[Dataset entries]
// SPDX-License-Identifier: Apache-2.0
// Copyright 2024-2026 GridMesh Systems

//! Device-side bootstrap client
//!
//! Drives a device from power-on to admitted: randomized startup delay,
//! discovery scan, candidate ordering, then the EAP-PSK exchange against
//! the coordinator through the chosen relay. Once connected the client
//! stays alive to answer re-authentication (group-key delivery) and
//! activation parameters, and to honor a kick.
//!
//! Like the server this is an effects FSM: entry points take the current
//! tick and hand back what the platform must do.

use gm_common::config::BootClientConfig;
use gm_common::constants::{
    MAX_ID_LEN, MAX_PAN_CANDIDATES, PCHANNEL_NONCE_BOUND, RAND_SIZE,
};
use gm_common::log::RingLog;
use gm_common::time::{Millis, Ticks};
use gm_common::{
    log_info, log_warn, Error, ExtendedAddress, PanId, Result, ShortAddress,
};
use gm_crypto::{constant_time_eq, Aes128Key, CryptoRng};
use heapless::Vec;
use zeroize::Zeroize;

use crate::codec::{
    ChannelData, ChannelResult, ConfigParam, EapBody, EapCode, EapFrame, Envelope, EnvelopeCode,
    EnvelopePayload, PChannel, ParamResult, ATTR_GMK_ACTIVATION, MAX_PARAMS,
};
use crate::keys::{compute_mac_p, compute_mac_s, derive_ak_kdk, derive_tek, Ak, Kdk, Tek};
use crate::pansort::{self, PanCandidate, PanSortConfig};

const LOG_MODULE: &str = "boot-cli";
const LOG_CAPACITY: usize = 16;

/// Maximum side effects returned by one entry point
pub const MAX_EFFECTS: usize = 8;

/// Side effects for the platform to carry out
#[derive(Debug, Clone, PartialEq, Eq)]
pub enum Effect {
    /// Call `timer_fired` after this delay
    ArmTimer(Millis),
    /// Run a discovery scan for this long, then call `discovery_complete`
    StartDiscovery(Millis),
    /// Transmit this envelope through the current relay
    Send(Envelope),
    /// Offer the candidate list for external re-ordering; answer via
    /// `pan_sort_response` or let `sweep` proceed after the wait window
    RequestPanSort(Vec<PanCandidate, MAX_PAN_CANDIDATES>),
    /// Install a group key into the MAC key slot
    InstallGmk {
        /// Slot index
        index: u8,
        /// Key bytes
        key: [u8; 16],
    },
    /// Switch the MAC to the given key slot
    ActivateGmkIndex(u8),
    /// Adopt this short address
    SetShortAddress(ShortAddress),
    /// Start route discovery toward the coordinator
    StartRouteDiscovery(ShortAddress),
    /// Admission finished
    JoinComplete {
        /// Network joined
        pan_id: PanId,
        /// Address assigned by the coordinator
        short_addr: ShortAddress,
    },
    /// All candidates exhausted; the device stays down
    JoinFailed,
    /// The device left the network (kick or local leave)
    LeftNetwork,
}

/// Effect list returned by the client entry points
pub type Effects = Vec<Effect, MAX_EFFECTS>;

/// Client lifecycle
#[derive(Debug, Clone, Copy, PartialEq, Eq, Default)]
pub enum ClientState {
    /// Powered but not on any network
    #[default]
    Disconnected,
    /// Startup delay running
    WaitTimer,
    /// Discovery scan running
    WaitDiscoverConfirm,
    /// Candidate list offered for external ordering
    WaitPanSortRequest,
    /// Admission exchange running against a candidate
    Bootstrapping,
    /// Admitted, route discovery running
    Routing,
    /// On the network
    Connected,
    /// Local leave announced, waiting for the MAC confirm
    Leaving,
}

* **What you have to do**: With no additions or omissions, transcribe every record.

* **Task answer**:
// SPDX-License-Identifier: Apache-2.0
// Copyright 2024-2026 GridMesh Systems

//! Device-side bootstrap client
//!
//! Drives a device from power-on to admitted: randomized startup delay,
//! discovery scan, candidate ordering, then the EAP-PSK exchange against
//! the coordinator through the chosen relay. Once connected the client
//! stays alive to answer re-authentication (group-key delivery) and
//! activation parameters, and to honor a kick.
//!
//! Like the server this is an effects FSM: entry points take the current
//! tick and hand back what the platform must do.

use gm_common::config::BootClientConfig;
use gm_common::constants::{
    MAX_ID_LEN, MAX_PAN_CANDIDATES, PCHANNEL_NONCE_BOUND, RAND_SIZE,
};
use gm_common::log::RingLog;
use gm_common::time::{Millis, Ticks};
use gm_common::{
    log_info, log_warn, Error, ExtendedAddress, PanId, Result, ShortAddress,
};
use gm_crypto::{constant_time_eq, Aes128Key, CryptoRng};
use heapless::Vec;
use zeroize::Zeroize;

use crate::codec::{
    ChannelData, ChannelResult, ConfigParam, EapBody, EapCode, EapFrame, Envelope, EnvelopeCode,
    EnvelopePayload, PChannel, ParamResult, ATTR_GMK_ACTIVATION, MAX_PARAMS,
};
use crate::keys::{compute_mac_p, compute_mac_s, derive_ak_kdk, derive_tek, Ak, Kdk, Tek};
use crate::pansort::{self, PanCandidate, PanSortConfig};

const LOG_MODULE: &str = "boot-cli";
const LOG_CAPACITY: usize = 16;

/// Maximum side effects returned by one entry point
pub const MAX_EFFECTS: usize = 8;

/// Side effects for the platform to carry out
#[derive(Debug, Clone, PartialEq, Eq)]
pub enum Effect {
    /// Call `timer_fired` after this delay
    ArmTimer(Millis),
    /// Run a discovery scan for this long, then call `discovery_complete`
    StartDiscovery(Millis),
    /// Transmit this envelope through the current relay
    Send(Envelope),
    /// Offer the candidate list for external re-ordering; answer via
    /// `pan_sort_response` or let `sweep` proceed after the wait window
    RequestPanSort(Vec<PanCandidate, MAX_PAN_CANDIDATES>),
    /// Install a group key into the MAC key slot
    InstallGmk {
        /// Slot index
        index: u8,
        /// Key bytes
        key: [u8; 16],
    },
    /// Switch the MAC to the given key slot
    ActivateGmkIndex(u8),
    /// Adopt this short address
    SetShortAddress(ShortAddress),
    /// Start route discovery toward the coordinator
    StartRouteDiscovery(ShortAddress),
    /// Admission finished
    JoinComplete {
        /// Network joined
        pan_id: PanId,
        /// Address assigned by the coordinator
        short_addr: ShortAddress,
    },
    /// All candidates exhausted; the device stays down
    JoinFailed,
    /// The device left the network (kick or local leave)
    LeftNetwork,
}

/// Effect list returned by the client entry points
pub type Effects = Vec<Effect, MAX_EFFECTS>;

/// Client lifecycle
#[derive(Debug, Clone, Copy, PartialEq, Eq, Default)]
pub enum ClientState {
    /// Powered but not on any network
    #[default]
    Disconnected,
    /// Startup delay running
    WaitTimer,
    /// Discovery scan running
    WaitDiscoverConfirm,
    /// Candidate list offered for external ordering
    WaitPanSortRequest,
    /// Admission exchange running against a candidate
    Bootstrapping,
    /// Admitted, route discovery running
    Routing,
    /// On the network
    Connected,
    /// Local leave announced, waiting for the MAC confirm
    Leaving,
}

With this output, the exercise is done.